Le disque de Sugarhill Gang sort peu après le single You're My Candy Sweet du groupe funk Fatback Band. Celui-ci comprend en face-B le titre King Tim III (Personality Jock), qui est considéré comme le premier rap jamais édité[3],[34]. Michael Wright (Wonder Mike) ne remet pas en cause ce statut. Il considère que Sugarhill Gang n'a pas inventé le rap, mais est responsable de son tout premier hit (« We didn’t invent rap music. We had the first hit. »)[11].

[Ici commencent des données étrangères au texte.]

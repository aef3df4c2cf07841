//! Pre-pass that rejects NaN and infinities.
//!
//! `serde_json::to_value` maps non-finite floats to `null`, which would make
//! `{"x": NaN}` and `{"x": null}` share a digest. This serializer walks the same
//! data first and reports the path of the first non-finite float.

use serde::ser::{self, Serialize};
use std::fmt;

#[derive(Debug)]
pub(crate) enum FiniteCheckError {
    NonFinite(String),
    Custom(String),
}

impl fmt::Display for FiniteCheckError {
    fn fmt(&self, f: &mut fmt::Formatter<'_>) -> fmt::Result {
        match self {
            FiniteCheckError::NonFinite(path) => write!(f, "non-finite number at {}", path),
            FiniteCheckError::Custom(msg) => f.write_str(msg),
        }
    }
}

impl std::error::Error for FiniteCheckError {}

impl ser::Error for FiniteCheckError {
    fn custom<T: fmt::Display>(msg: T) -> Self {
        FiniteCheckError::Custom(msg.to_string())
    }
}

type Result<T = ()> = std::result::Result<T, FiniteCheckError>;

/// Fails with [`FiniteCheckError::NonFinite`] on the first NaN or infinity.
pub(crate) fn check_finite<T: Serialize + ?Sized>(value: &T) -> Result {
    value.serialize(&mut FiniteCheck::default())
}

#[derive(Default)]
struct FiniteCheck {
    segments: Vec<String>,
    indices: Vec<usize>,
    pending_key: Option<String>,
}

impl FiniteCheck {
    fn path(&self) -> String {
        if self.segments.is_empty() {
            "root".to_string()
        } else {
            self.segments.join(".")
        }
    }

    fn float(&self, value: f64) -> Result {
        if value.is_finite() {
            Ok(())
        } else {
            Err(FiniteCheckError::NonFinite(self.path()))
        }
    }

    fn nested<T: Serialize + ?Sized>(&mut self, segment: String, value: &T) -> Result {
        self.segments.push(segment);
        let result = value.serialize(&mut *self);
        self.segments.pop();
        result
    }

    fn element<T: Serialize + ?Sized>(&mut self, value: &T) -> Result {
        let index = self.indices.last().copied().unwrap_or(0);
        let result = self.nested(format!("[{}]", index), value);
        if let Some(last) = self.indices.last_mut() {
            *last += 1;
        }
        result
    }

    fn open_seq(&mut self) {
        self.indices.push(0);
    }

    fn close_seq(&mut self) -> Result {
        self.indices.pop();
        Ok(())
    }
}

fn key_name<T: Serialize + ?Sized>(key: &T) -> String {
    match serde_json::to_value(key) {
        Ok(serde_json::Value::String(name)) => name,
        Ok(other) => other.to_string(),
        Err(_) => "?".to_string(),
    }
}

impl<'a> ser::Serializer for &'a mut FiniteCheck {
    type Ok = ();
    type Error = FiniteCheckError;
    type SerializeSeq = Self;
    type SerializeTuple = Self;
    type SerializeTupleStruct = Self;
    type SerializeTupleVariant = Self;
    type SerializeMap = Self;
    type SerializeStruct = Self;
    type SerializeStructVariant = Self;

    fn serialize_bool(self, _v: bool) -> Result {
        Ok(())
    }
    fn serialize_i8(self, _v: i8) -> Result {
        Ok(())
    }
    fn serialize_i16(self, _v: i16) -> Result {
        Ok(())
    }
    fn serialize_i32(self, _v: i32) -> Result {
        Ok(())
    }
    fn serialize_i64(self, _v: i64) -> Result {
        Ok(())
    }
    fn serialize_i128(self, _v: i128) -> Result {
        Ok(())
    }
    fn serialize_u8(self, _v: u8) -> Result {
        Ok(())
    }
    fn serialize_u16(self, _v: u16) -> Result {
        Ok(())
    }
    fn serialize_u32(self, _v: u32) -> Result {
        Ok(())
    }
    fn serialize_u64(self, _v: u64) -> Result {
        Ok(())
    }
    fn serialize_u128(self, _v: u128) -> Result {
        Ok(())
    }
    fn serialize_f32(self, v: f32) -> Result {
        self.float(f64::from(v))
    }
    fn serialize_f64(self, v: f64) -> Result {
        self.float(v)
    }
    fn serialize_char(self, _v: char) -> Result {
        Ok(())
    }
    fn serialize_str(self, _v: &str) -> Result {
        Ok(())
    }
    fn serialize_bytes(self, _v: &[u8]) -> Result {
        Ok(())
    }
    fn serialize_none(self) -> Result {
        Ok(())
    }
    fn serialize_some<T: Serialize + ?Sized>(self, value: &T) -> Result {
        value.serialize(self)
    }
    fn serialize_unit(self) -> Result {
        Ok(())
    }
    fn serialize_unit_struct(self, _name: &'static str) -> Result {
        Ok(())
    }
    fn serialize_unit_variant(self, _name: &'static str, _index: u32, _variant: &'static str) -> Result {
        Ok(())
    }
    fn serialize_newtype_struct<T: Serialize + ?Sized>(self, _name: &'static str, value: &T) -> Result {
        value.serialize(self)
    }
    fn serialize_newtype_variant<T: Serialize + ?Sized>(
        self,
        _name: &'static str,
        _index: u32,
        variant: &'static str,
        value: &T,
    ) -> Result {
        self.nested(variant.to_string(), value)
    }
    fn serialize_seq(self, _len: Option<usize>) -> Result<Self> {
        self.open_seq();
        Ok(self)
    }
    fn serialize_tuple(self, _len: usize) -> Result<Self> {
        self.open_seq();
        Ok(self)
    }
    fn serialize_tuple_struct(self, _name: &'static str, _len: usize) -> Result<Self> {
        self.open_seq();
        Ok(self)
    }
    fn serialize_tuple_variant(
        self,
        _name: &'static str,
        _index: u32,
        variant: &'static str,
        _len: usize,
    ) -> Result<Self> {
        self.segments.push(variant.to_string());
        self.open_seq();
        Ok(self)
    }
    fn serialize_map(self, _len: Option<usize>) -> Result<Self> {
        Ok(self)
    }
    fn serialize_struct(self, _name: &'static str, _len: usize) -> Result<Self> {
        Ok(self)
    }
    fn serialize_struct_variant(
        self,
        _name: &'static str,
        _index: u32,
        variant: &'static str,
        _len: usize,
    ) -> Result<Self> {
        self.segments.push(variant.to_string());
        Ok(self)
    }
}

impl<'a> ser::SerializeSeq for &'a mut FiniteCheck {
    type Ok = ();
    type Error = FiniteCheckError;

    fn serialize_element<T: Serialize + ?Sized>(&mut self, value: &T) -> Result {
        self.element(value)
    }
    fn end(self) -> Result {
        self.close_seq()
    }
}

impl<'a> ser::SerializeTuple for &'a mut FiniteCheck {
    type Ok = ();
    type Error = FiniteCheckError;

    fn serialize_element<T: Serialize + ?Sized>(&mut self, value: &T) -> Result {
        self.element(value)
    }
    fn end(self) -> Result {
        self.close_seq()
    }
}

impl<'a> ser::SerializeTupleStruct for &'a mut FiniteCheck {
    type Ok = ();
    type Error = FiniteCheckError;

    fn serialize_field<T: Serialize + ?Sized>(&mut self, value: &T) -> Result {
        self.element(value)
    }
    fn end(self) -> Result {
        self.close_seq()
    }
}

impl<'a> ser::SerializeTupleVariant for &'a mut FiniteCheck {
    type Ok = ();
    type Error = FiniteCheckError;

    fn serialize_field<T: Serialize + ?Sized>(&mut self, value: &T) -> Result {
        self.element(value)
    }
    fn end(self) -> Result {
        self.segments.pop();
        self.close_seq()
    }
}

impl<'a> ser::SerializeMap for &'a mut FiniteCheck {
    type Ok = ();
    type Error = FiniteCheckError;

    fn serialize_key<T: Serialize + ?Sized>(&mut self, key: &T) -> Result {
        self.pending_key = Some(key_name(key));
        Ok(())
    }
    fn serialize_value<T: Serialize + ?Sized>(&mut self, value: &T) -> Result {
        let key = self.pending_key.take().unwrap_or_else(|| "?".to_string());
        self.nested(key, value)
    }
    fn end(self) -> Result {
        Ok(())
    }
}

impl<'a> ser::SerializeStruct for &'a mut FiniteCheck {
    type Ok = ();
    type Error = FiniteCheckError;

    fn serialize_field<T: Serialize + ?Sized>(&mut self, key: &'static str, value: &T) -> Result {
        self.nested(key.to_string(), value)
    }
    fn end(self) -> Result {
        Ok(())
    }
}

impl<'a> ser::SerializeStructVariant for &'a mut FiniteCheck {
    type Ok = ();
    type Error = FiniteCheckError;

    fn serialize_field<T: Serialize + ?Sized>(&mut self, key: &'static str, value: &T) -> Result {
        self.nested(key.to_string(), value)
    }
    fn end(self) -> Result {
        self.segments.pop();
        Ok(())
    }
}
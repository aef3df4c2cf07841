//! Checksummed configuration storage for MirrorDNA.
//!
//! Each configuration `name` is stored as `<name>.json` next to a
//! `<name>.checksum.json` sidecar recording the SHA-256 digest of the
//! configuration's canonical form. Loading recomputes the digest and refuses
//! tampered files.
//!
//! ```rust,no_run
//! use mirrordna_config::{ChecksummedConfigStore, LoadOptions};
//! use serde_json::json;
//!
//! let mut store = ChecksummedConfigStore::open("./config")?;
//! store.save_config("agent", &json!({"model": "local", "retries": 3}), "1.0.0")?;
//! let config = store.load_config("agent", LoadOptions::default())?;
//! assert_eq!(config["retries"], 3);
//! # Ok::<(), Box<dyn std::error::Error>>(())
//! ```

#![deny(missing_docs)]

/// Error types for configuration storage.
pub mod errors;
/// The checksummed store.
pub mod store;

pub use errors::ConfigError;
pub use store::{
    default_config_dir, ChecksummedConfigStore, ConfigChecksum, ConfigListing, LoadOptions,
};
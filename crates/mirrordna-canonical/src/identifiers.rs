use crate::validation::ValidationError;
use chrono::{DateTime, SecondsFormat, Utc};
use regex::Regex;
use serde::{Deserialize, Serialize};
use std::fmt;

/// UTC ISO-8601 timestamp with a trailing `Z` (e.g. `2025-11-14T10:30:00.123456Z`).
///
/// Deserialization is transparent and does not validate: persisted records are
/// hashed over the exact string they carry, so rewriting it on load would break
/// their checksum.
#[derive(Debug, Clone, PartialEq, Eq, Hash, Serialize, Deserialize)]
#[serde(transparent)]
pub struct Timestamp(String);

const TIMESTAMP_PATTERN: &str = r"^\d{4}-\d{2}-\d{2}T\d{2}:\d{2}:\d{2}(\.\d{1,9})?Z$";

impl Timestamp {
    /// Creates a new instance without validation; callers are responsible for conformity.
    pub fn new(value: String) -> Self {
        Self(value)
    }

    /// Parses a validated timestamp from a string.
    pub fn parse(value: impl Into<String>) -> Result<Self, ValidationError> {
        let s = value.into();
        if !Regex::new(TIMESTAMP_PATTERN)
            .expect("invalid regex")
            .is_match(&s)
        {
            return Err(ValidationError::InvalidTimestamp(s));
        }
        Ok(Self(s))
    }

    /// Current UTC time with microsecond precision.
    pub fn now() -> Self {
        Self::from_datetime(Utc::now())
    }

    /// Formats a UTC datetime with microsecond precision and a `Z` suffix.
    pub fn from_datetime(at: DateTime<Utc>) -> Self {
        Self(at.to_rfc3339_opts(SecondsFormat::Micros, true))
    }

    /// Interprets the timestamp as a UTC datetime, if it is valid RFC 3339.
    pub fn to_datetime(&self) -> Option<DateTime<Utc>> {
        DateTime::parse_from_rfc3339(&self.0)
            .ok()
            .map(|dt| dt.with_timezone(&Utc))
    }

    /// Borrows the underlying string.
    pub fn as_str(&self) -> &str {
        &self.0
    }
}

impl From<String> for Timestamp {
    fn from(value: String) -> Self {
        Self(value)
    }
}

impl AsRef<str> for Timestamp {
    fn as_ref(&self) -> &str {
        &self.0
    }
}

impl fmt::Display for Timestamp {
    fn fmt(&self, f: &mut fmt::Formatter<'_>) -> fmt::Result {
        f.write_str(&self.0)
    }
}

#[cfg(test)]
mod tests {
    use super::*;
    use chrono::TimeZone;

    #[test]
    fn test_now_is_utc_with_z_suffix() {
        let ts = Timestamp::now();
        assert!(ts.as_str().ends_with('Z'));
        assert!(ts.as_str().contains('T'));
        assert!(Timestamp::parse(ts.as_str()).is_ok());
    }

    #[test]
    fn test_from_datetime_uses_micros() {
        let at = Utc.with_ymd_and_hms(2025, 11, 14, 10, 30, 0).unwrap();
        assert_eq!(
            Timestamp::from_datetime(at).as_str(),
            "2025-11-14T10:30:00.000000Z"
        );
    }

    #[test]
    fn test_parse_rejects_offsets() {
        assert!(Timestamp::parse("2025-11-14T10:30:00Z").is_ok());
        assert!(Timestamp::parse("2025-11-14T10:30:00+02:00").is_err());
        assert!(Timestamp::parse("yesterday").is_err());
    }

    #[test]
    fn test_to_datetime() {
        let ts = Timestamp::new("2025-11-14T10:30:00Z".into());
        let dt = ts.to_datetime().unwrap();
        assert_eq!(dt, Utc.with_ymd_and_hms(2025, 11, 14, 10, 30, 0).unwrap());
        assert!(Timestamp::new("garbage".into()).to_datetime().is_none());
    }
}
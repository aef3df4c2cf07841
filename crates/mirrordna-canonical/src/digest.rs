use crate::canonicalizer::{canonicalize, CanonicalizationError};
use crate::errors::ChecksumError;
use crate::normalize::normalize_text;
use crate::validation::ValidationError;
use regex::Regex;
use serde::{Deserialize, Serialize};
use sha2::{Digest as Sha2Digest, Sha256};
use std::fmt;
use std::path::Path;
use std::str::FromStr;

/// Supported digest algorithms.
#[derive(Debug, Clone, Copy, PartialEq, Eq, Hash, Serialize, Deserialize)]
pub enum DigestAlg {
    /// SHA-256, the only algorithm MirrorDNA emits.
    #[serde(rename = "sha256")]
    Sha256,
}

impl DigestAlg {
    /// Name used in persisted checksum metadata.
    pub fn as_str(&self) -> &'static str {
        match self {
            DigestAlg::Sha256 => "sha256",
        }
    }
}

/// SHA-256 digest rendered as 64 lowercase hex characters.
///
/// Deserialization goes through [`Digest::parse`], so stored digests in either
/// case load lowercase.
#[derive(Debug, Clone, PartialEq, Eq, Hash, PartialOrd, Ord, Serialize, Deserialize)]
#[serde(try_from = "String", into = "String")]
pub struct Digest(String);

impl Digest {
    /// Length of a hex-encoded SHA-256 digest.
    pub const HEX_LEN: usize = 64;

    /// Parses a hex digest, accepting either case and storing it lowercase.
    pub fn parse(value: impl AsRef<str>) -> Result<Self, ValidationError> {
        let value = value.as_ref();
        let re = Regex::new(r"^[0-9A-Fa-f]{64}$").expect("invalid regex");
        if !re.is_match(value) {
            return Err(ValidationError::InvalidDigest(value.to_string()));
        }
        Ok(Digest(value.to_ascii_lowercase()))
    }

    fn from_hash(hash: &[u8]) -> Self {
        Digest(hex::encode(hash))
    }

    /// Borrows the lowercase hex string.
    pub fn as_str(&self) -> &str {
        &self.0
    }

    /// Compares against a stored digest string, ignoring hex case.
    pub fn matches(&self, expected: &str) -> bool {
        self.0.eq_ignore_ascii_case(expected.trim())
    }
}

impl fmt::Display for Digest {
    fn fmt(&self, f: &mut fmt::Formatter<'_>) -> fmt::Result {
        f.write_str(&self.0)
    }
}

impl FromStr for Digest {
    type Err = ValidationError;

    fn from_str(s: &str) -> Result<Self, Self::Err> {
        Digest::parse(s)
    }
}

impl TryFrom<String> for Digest {
    type Error = ValidationError;

    fn try_from(value: String) -> Result<Self, Self::Error> {
        Digest::parse(value)
    }
}

impl From<Digest> for String {
    fn from(digest: Digest) -> Self {
        digest.0
    }
}

impl AsRef<str> for Digest {
    fn as_ref(&self) -> &str {
        &self.0
    }
}

/// Hashes raw bytes.
pub fn digest_bytes(bytes: &[u8]) -> Digest {
    let mut hasher = Sha256::new();
    hasher.update(bytes);
    Digest::from_hash(&hasher.finalize())
}

/// Canonicalizes a value and hashes the canonical bytes.
pub fn digest_value<T: Serialize + ?Sized>(value: &T) -> Result<Digest, CanonicalizationError> {
    let bytes = canonicalize(value)?;
    Ok(digest_bytes(&bytes))
}

/// Hashes text as UTF-8, optionally normalizing line endings and trailing
/// whitespace first.
pub fn digest_text(text: &str, normalize: bool) -> Digest {
    if normalize {
        digest_bytes(normalize_text(text).as_bytes())
    } else {
        digest_bytes(text.as_bytes())
    }
}

/// Hashes bytes that are expected to hold UTF-8 text.
///
/// Content that does not decode as UTF-8 is treated as binary and hashed as-is.
pub fn digest_text_bytes(bytes: &[u8], normalize: bool) -> Digest {
    match std::str::from_utf8(bytes) {
        Ok(text) => digest_text(text, normalize),
        Err(_) => {
            tracing::debug!(len = bytes.len(), "content is not UTF-8, hashing raw bytes");
            digest_bytes(bytes)
        }
    }
}

/// Reads a file once and hashes its raw bytes.
pub fn digest_file(path: impl AsRef<Path>) -> Result<Digest, ChecksumError> {
    let path = path.as_ref();
    let bytes = std::fs::read(path).map_err(|e| ChecksumError::from_io(path, e))?;
    Ok(digest_bytes(&bytes))
}

/// Checksum of a state mapping (or any serializable value) over its canonical form.
pub fn compute_state_checksum<T: Serialize + ?Sized>(state: &T) -> Result<Digest, ChecksumError> {
    Ok(digest_value(state)?)
}

/// Checksum of text after line-ending and whitespace normalization.
pub fn compute_text_checksum(text: &str) -> Digest {
    digest_text(text, true)
}

/// Checksum of a file's raw bytes.
pub fn compute_file_checksum(path: impl AsRef<Path>) -> Result<Digest, ChecksumError> {
    digest_file(path)
}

Lors de sa sortie, la chanson est nommée « disque de l'année » par la National Association of Recording Merchandisers (NARM)[35]. Elle fait partie du NPR 100, la liste des « œuvres musicales américaines les plus importantes du XXe siècle » selon la station de radio publique National Public Radio[36]. Le titre apparaît à la 251e place dans la liste des « 500 plus grandes chansons de tous les temps » établie en 2004 par le magazine musical Rolling Stone[37], et en 2de position dans la liste des « 50 plus grandes chansons de hip-hop » publiée par le magazine en 2012[38]. La même année, le titre est sélectionné pour figurer au Registre national des enregistrements (National Recording Registry) de la Bibliothèque du Congrès américain[39]. Il fait partie des morceaux introduits au Grammy Hall of Fame par la Recording Academy en 2014[40].
Paternité du morceau
[modifier | modifier le code]Lors de sa sortie, le morceau est en partie crédité à Sylvia Robinson[11]. Nile Rodgers, qui a coécrit Good Times avec Bernard Edwards, apprend l'existence de Rapper's Delight dans un night club de Manhattan[41]. Les deux musiciens du groupe Chic menacent d'attaquer le label en justice, mais un règlement hors-tribunal est finalement négocié[1]. Ils sont depuis reconnus comme les auteurs du morceau[5],[11]. De nos jours, Nile Rodgers reprend des lignes de Rapper's Delight sur scène lorsqu'il joue Good Times avec son groupe, systématiquement à la fin de ses concerts[42].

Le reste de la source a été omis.